Yes and no. It depends on what they're identifying.
It's true that a nano will rarely, if ever, fail to identify a cypher. As the other answers have already noted, the difficulty of identifying a cypher is usually 1 or 2, and as stated on page 86:
By using skills and assets, working together, and - perhaps most important - applying effort, a character can decrease a target's difficulty by multiple steps to make it easier... If she can reduce the difficulty of a task to 0, no roll is needed.
Being specialised in numenera (or being trained in it and having a book about numenera, such as the one all nanos start with) is enough to reduce the difficulty of identifying numenera by 2, which makes identifying cypers automatic.
This is almost certainly deliberate. As the book repeatedly says, cyphers are intended to act more like character abilities than inventory items; A cypher you can't identify is a character ability you can't use but which is supposed to be there for game balance reasons, so I very much doubt that Monte Cook intended players to fail at identifying them.
However, not all numenera are cyphers.
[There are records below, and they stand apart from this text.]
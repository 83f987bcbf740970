use serde_json::json;
use txrules::persist::{RULE_FORMAT_VERSION, decode_items};
use txrules::{
    ActionDescriptor, ConditionDescriptor, EngineConfig, PersistenceMode, RuleDescriptor,
    RuleEngine, RuleError, RuleRow, RuleStore, Stage,
};

fn setup() -> RuleStore {
    RuleStore::open(&PersistenceMode::InMemory).expect("store")
}

fn descriptor() -> RuleDescriptor {
    RuleDescriptor::new("r1")
        .stage("pre")
        .condition(ConditionDescriptor::new("contains", "imported_payee", json!("kroger")))
        .action(ActionDescriptor::new("set", Some("payee"), json!("p1")))
        .action(ActionDescriptor::new("set", Some("account"), json!("a1")))
}

#[test]
fn rules_round_trip_through_the_store() {
    let store = setup();
    let row = store.save(&descriptor()).expect("save");
    let loaded = store.get("r1").expect("get").expect("row present");
    assert_eq!(loaded, row);

    let rule = loaded.to_rule().expect("rule");
    assert_eq!(rule.stage(), Stage::Pre);
    assert_eq!(rule.conditions()[0].field(), "imported_payee");
    assert_eq!(rule.actions()[0].field(), Some("payee"));
    assert!(store.get("missing").expect("get").is_none());
}

#[test]
fn stored_rows_use_internal_field_names() {
    let row = RuleRow::from_descriptor(&descriptor()).expect("row");
    let conditions = row.conditions.as_deref().expect("conditions");
    let actions = row.actions.as_deref().expect("actions");
    assert!(conditions.contains("\"imported_description\""), "{conditions}");
    assert!(actions.contains("\"description\""), "{actions}");
    assert!(actions.contains("\"acct\""), "{actions}");
    assert_eq!(row.version, RULE_FORMAT_VERSION);

    let back = row.to_descriptor().expect("descriptor");
    assert_eq!(back.conditions[0].field, "imported_payee");
    assert_eq!(back.actions[1].field.as_deref(), Some("account"));
}

#[test]
fn tombstones_hide_rules() {
    let store = setup();
    store.save(&descriptor()).expect("save");
    store
        .save(
            &RuleDescriptor::new("r2")
                .condition(ConditionDescriptor::new("is", "notes", json!("x")))
                .action(ActionDescriptor::new("set", Some("category"), json!("c"))),
        )
        .expect("save");
    let tombstoned = store.tombstone("r1").expect("tombstone").expect("row");
    assert!(tombstoned.tombstone);
    assert!(store.tombstone("r1").expect("tombstone").is_none());

    let live: Vec<String> = store
        .live_rows()
        .expect("live")
        .into_iter()
        .map(|r| r.id)
        .collect();
    assert_eq!(live, vec!["r2"]);
    assert_eq!(store.all_rows().expect("all").len(), 2);

    // the tombstoned row removes the rule from a running engine
    let engine = RuleEngine::new(&EngineConfig::default());
    engine.load(&[RuleRow::from_descriptor(&descriptor()).expect("row")]).expect("load");
    let report = engine.apply_changes(&[tombstoned]).expect("apply");
    assert_eq!(report.removed, 1);
    assert!(engine.snapshot().expect("snapshot").is_empty());
}

#[test]
fn malformed_rows_are_skipped() {
    let store = setup();
    store.save(&descriptor()).expect("save");
    let mut broken = RuleRow::from_descriptor(&RuleDescriptor::new("broken")).expect("row");
    broken.actions = Some("[{\"op\": \"set\", \"field\": ".to_string());
    store.upsert(&broken).expect("upsert");
    let mut scalar = RuleRow::from_descriptor(&RuleDescriptor::new("scalar")).expect("row");
    scalar.conditions = Some("42".to_string());
    store.upsert(&scalar).expect("upsert");
    let mut empty = RuleRow::from_descriptor(&RuleDescriptor::new("empty")).expect("row");
    empty.conditions = None;
    store.upsert(&empty).expect("upsert");

    let rows = store.live_rows().expect("rows");
    assert_eq!(rows.len(), 4, "rows missing columns are still returned");
    let engine = RuleEngine::new(&EngineConfig::default());
    let report = engine.load(&rows).expect("load");
    assert_eq!(report.loaded, 1);
    assert_eq!(report.skipped.len(), 3);
    for error in &report.skipped {
        assert!(matches!(error, RuleError::Load { .. }), "{error}");
    }
}

#[test]
fn items_decode_independently() {
    let items = decode_items::<ConditionDescriptor>(
        r#"[{"op": "is", "field": "notes", "value": "x"}, {"field": "notes"}]"#,
    )
    .expect("array");
    assert_eq!(items.len(), 2);
    assert!(items[0].is_ok());
    assert!(items[1].is_err());

    assert!(decode_items::<ConditionDescriptor>("{}").is_err());
    assert!(decode_items::<ConditionDescriptor>("not json").is_err());
}

#[test]
fn legacy_stages_load_as_pre() {
    for stage in ["cleanup", "modify"] {
        let mut row = RuleRow::from_descriptor(&descriptor()).expect("row");
        row.stage = Some(stage.to_string());
        assert_eq!(row.to_rule().expect("rule").stage(), Stage::Pre, "{stage}");
    }
}

#[test]
fn newer_format_versions_are_rejected() {
    let mut row = RuleRow::from_descriptor(&descriptor()).expect("row");
    row.version = RULE_FORMAT_VERSION + 1;
    match row.to_rule() {
        Err(RuleError::Load { id, .. }) => assert_eq!(id, "r1"),
        other => panic!("expected a load error, got {other:?}"),
    }
}

#[test]
fn file_mode_persists_between_opens() {
    let path = std::env::temp_dir().join(format!("txrules_test_{}.db", std::process::id()));
    let _ = std::fs::remove_file(&path);
    let mode = PersistenceMode::File(path.to_string_lossy().to_string());
    {
        let store = RuleStore::open(&mode).expect("store");
        store.save(&descriptor()).expect("save");
    }
    let store = RuleStore::open(&mode).expect("reopen");
    assert_eq!(store.live_rows().expect("rows").len(), 1);
    drop(store);
    let _ = std::fs::remove_file(&path);
}

#[test]
fn persistence_mode_from_location() {
    assert_eq!(PersistenceMode::from_location(":memory:"), PersistenceMode::InMemory);
    assert_eq!(PersistenceMode::from_location(""), PersistenceMode::InMemory);
    assert_eq!(
        PersistenceMode::from_location("rules.db"),
        PersistenceMode::File("rules.db".to_string())
    );
}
The other major categories of numenera are Artefacts, Oddities and Discoveries, and they have different rules for setting identification difficulty.
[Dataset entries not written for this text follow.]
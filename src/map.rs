//! Ordered block container for BMX documents.
//!
//! This module provides [`Document`], a wrapper around [`IndexMap`] that maps
//! block names to block contents while preserving the order in which names
//! were first introduced. Order matters in BMX: serialization walks blocks in
//! insertion order, and two documents are only equal when their blocks match
//! in content *and* order.
//!
//! ## Why IndexMap?
//!
//! BMX uses `IndexMap` instead of `HashMap` to ensure:
//!
//! - **Deterministic output**: blocks serialize in a consistent order
//! - **Iteration order**: blocks iterate in first-insertion order
//! - **In-place updates**: replacing a block's content never moves it
//!
//! ## Examples
//!
//! ```rust
//! use bmx::Document;
//!
//! let mut document = Document::new();
//! document.set("title".to_string(), "BMX\n".to_string());
//! document.set("body".to_string(), "blocks of text\n".to_string());
//!
//! assert_eq!(document.len(), 2);
//! assert_eq!(document.get("title").unwrap(), "BMX\n");
//! assert_eq!(document.keys(), vec!["title", "body"]);
//! ```

use crate::{Error, Result};
use indexmap::IndexMap;
use serde::de::{MapAccess, Visitor};
use serde::ser::SerializeMap;
use serde::{Deserialize, Deserializer, Serialize, Serializer};
use std::fmt;

/// An ordered map of block names to block contents.
///
/// A `Document` is created empty or populated by the parser; it is consumed
/// read-only by the serializer. Names are unique within a document.
///
/// # Examples
///
/// ```rust
/// use bmx::Document;
///
/// let mut document = Document::new();
/// document.set("first".to_string(), "1\n".to_string());
/// document.set("second".to_string(), "2\n".to_string());
///
/// // Iteration maintains insertion order
/// assert_eq!(document.keys(), vec!["first", "second"]);
/// ```
#[derive(Debug, Clone, Default)]
pub struct Document {
    blocks: IndexMap<String, String>,
}

impl Document {
    /// Creates an empty `Document`.
    ///
    /// # Examples
    ///
    /// ```rust
    /// use bmx::Document;
    ///
    /// let document = Document::new();
    /// assert!(document.is_empty());
    /// ```
    #[must_use]
    pub fn new() -> Self {
        Document {
            blocks: IndexMap::new(),
        }
    }

    /// Creates an empty `Document` with the specified capacity.
    #[must_use]
    pub fn with_capacity(capacity: usize) -> Self {
        Document {
            blocks: IndexMap::with_capacity(capacity),
        }
    }

    /// Returns the content of the block named `name`.
    ///
    /// # Examples
    ///
    /// ```rust
    /// use bmx::Document;
    ///
    /// let mut document = Document::new();
    /// document.set("a".to_string(), "1\n".to_string());
    /// assert_eq!(document.get("a").unwrap(), "1\n");
    /// assert!(document.get("missing").is_err());
    /// ```
    ///
    /// # Errors
    ///
    /// Returns [`Error::BlockNotFound`] if no block has that exact name.
    pub fn get(&self, name: &str) -> Result<&str> {
        self.blocks
            .get(name)
            .map(String::as_str)
            .ok_or_else(|| Error::BlockNotFound(name.to_string()))
    }

    /// Adds or replaces a block.
    ///
    /// A new name is appended at the end of iteration order; an existing name
    /// has its content replaced in place without changing its position. The
    /// previous content is returned, if any.
    ///
    /// # Examples
    ///
    /// ```rust
    /// use bmx::Document;
    ///
    /// let mut document = Document::new();
    /// assert!(document.set("a".to_string(), "1\n".to_string()).is_none());
    /// assert_eq!(
    ///     document.set("a".to_string(), "2\n".to_string()).as_deref(),
    ///     Some("1\n")
    /// );
    /// assert_eq!(document.get("a").unwrap(), "2\n");
    /// ```
    pub fn set(&mut self, name: String, content: String) -> Option<String> {
        self.blocks.insert(name, content)
    }

    /// Removes the block named `name` and returns its content.
    ///
    /// The remaining blocks keep their relative order.
    ///
    /// # Errors
    ///
    /// Returns [`Error::BlockNotFound`] if no block has that exact name.
    pub fn remove(&mut self, name: &str) -> Result<String> {
        self.blocks
            .shift_remove(name)
            .ok_or_else(|| Error::BlockNotFound(name.to_string()))
    }

    /// Returns `true` if the document holds a block named `name`.
    #[must_use]
    pub fn contains(&self, name: &str) -> bool {
        self.blocks.contains_key(name)
    }

    /// Returns the block names in insertion order.
    ///
    /// The returned vector is a snapshot; mutating the document afterwards
    /// does not affect it.
    ///
    /// # Examples
    ///
    /// ```rust
    /// use bmx::Document;
    ///
    /// let mut document = Document::new();
    /// document.set("a".to_string(), String::new());
    /// let keys = document.keys();
    /// document.set("b".to_string(), String::new());
    /// assert_eq!(keys, vec!["a"]);
    /// ```
    #[must_use]
    pub fn keys(&self) -> Vec<String> {
        self.blocks.keys().cloned().collect()
    }

    /// Returns the number of blocks in the document.
    #[must_use]
    pub fn len(&self) -> usize {
        self.blocks.len()
    }

    /// Returns `true` if the document contains no blocks.
    #[must_use]
    pub fn is_empty(&self) -> bool {
        self.blocks.is_empty()
    }

    /// Returns an iterator over `(name, content)` pairs in insertion order.
    pub fn iter(&self) -> indexmap::map::Iter<'_, String, String> {
        self.blocks.iter()
    }
}

/// Equality includes block order: two documents with the same blocks in a
/// different order are not equal.
impl PartialEq for Document {
    fn eq(&self, other: &Self) -> bool {
        self.blocks.len() == other.blocks.len() && self.iter().eq(other.iter())
    }
}

impl Eq for Document {}

impl IntoIterator for Document {
    type Item = (String, String);
    type IntoIter = indexmap::map::IntoIter<String, String>;

    fn into_iter(self) -> Self::IntoIter {
        self.blocks.into_iter()
    }
}

impl<'a> IntoIterator for &'a Document {
    type Item = (&'a String, &'a String);
    type IntoIter = indexmap::map::Iter<'a, String, String>;

    fn into_iter(self) -> Self::IntoIter {
        self.blocks.iter()
    }
}

/// Collects `(name, content)` pairs; a repeated name follows [`Document::set`]
/// semantics (content replaced, position kept).
impl FromIterator<(String, String)> for Document {
    fn from_iter<T: IntoIterator<Item = (String, String)>>(iter: T) -> Self {
        Document {
            blocks: IndexMap::from_iter(iter),
        }
    }
}

impl Serialize for Document {
    fn serialize<S>(&self, serializer: S) -> std::result::Result<S::Ok, S::Error>
    where
        S: Serializer,
    {
        let mut map = serializer.serialize_map(Some(self.len()))?;
        for (name, content) in self.iter() {
            map.serialize_entry(name, content)?;
        }
        map.end()
    }
}

impl<'de> Deserialize<'de> for Document {
    fn deserialize<D>(deserializer: D) -> std::result::Result<Self, D::Error>
    where
        D: Deserializer<'de>,
    {
        struct DocumentVisitor;

        impl<'de> Visitor<'de> for DocumentVisitor {
            type Value = Document;

            fn expecting(&self, formatter: &mut fmt::Formatter) -> fmt::Result {
                formatter.write_str("a map of block names to block contents")
            }

            fn visit_map<A>(self, mut access: A) -> std::result::Result<Document, A::Error>
            where
                A: MapAccess<'de>,
            {
                let mut document = Document::with_capacity(access.size_hint().unwrap_or(0));
                while let Some((name, content)) = access.next_entry::<String, String>()? {
                    document.set(name, content);
                }
                Ok(document)
            }
        }

        deserializer.deserialize_map(DocumentVisitor)
    }
}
As per page 299, artefacts can be significantly harder to identify than cyphers:
Once the characters find an artefact, identifying it is usually a separate task, also based on Intellect and modified by knowledge of the numenera. The GM sets the difficulty, of the task, but it is usually equal to the level of the artefact.
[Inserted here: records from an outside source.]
//! Basic BMX parsing and serialization.
//!
//! Run with: cargo run --example simple

use std::error::Error;

fn main() -> Result<(), Box<dyn Error>> {
    let text = "\
[ vertex ]
#version 330 core
void main() { }
[ fragment ]
#version 330 core
out vec4 color;
";

    // Parse into an ordered document
    let mut document = bmx::from_str(text)?;
    println!("blocks: {:?}", document.keys());
    println!("vertex shader:\n{}", document.get("vertex")?);

    // Replace one block's content in place
    document.set(
        "fragment".to_string(),
        "#version 330 core\nout vec4 color;\nvoid main() { color = vec4(1.0); }\n".to_string(),
    );

    // Serialize back to canonical text
    let rendered = bmx::to_string(&document)?;
    println!("serialized:\n{}", rendered);

    let back = bmx::from_str(&rendered)?;
    assert_eq!(back, document);
    println!("✓ Round-trip successful");

    Ok(())
}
Since artefacts run the gamut of levels from 1 to 10, it's clear that most of them aren't nearly as easy to identify as cyphers.
Oddities are numenera items that clearly have weird properties, but which have little obvious purpose or function beyond being novel paperweights and doorstops. As such, oddities can't be identified; They either have no hidden property to identify, or that property is so impossible to discover or gameplay-irrelevant that it might as well not exist. (That said, they can still have plot significance, their odd properties can occasionally be utilised by creative players or they might prove to have some highly useful property in some highly unusual circumstance... But all of those options are unusual deviations from the norm.)
Discoveries are the "miscellaneous" category of numenera, as as such, can be anything imaginable that doesn't fit into one of the other categories. They can have any properties or powers imaginable - and the difficulty of identifying discoveries could be anything, as well. Sometimes you'll want it to be automatic ("It's obviously a portal to somewhere") and other times very hard indeed ("If players identify this, they can cure all diseases forever, but they have to keep it out of the wrong hands"). Anything's possible.
So, like I said at the top, identifying numenera is occasionally automatic, but usually not. Of course, this being numerera,
An exception is if the GM decides to use a GM intrusion.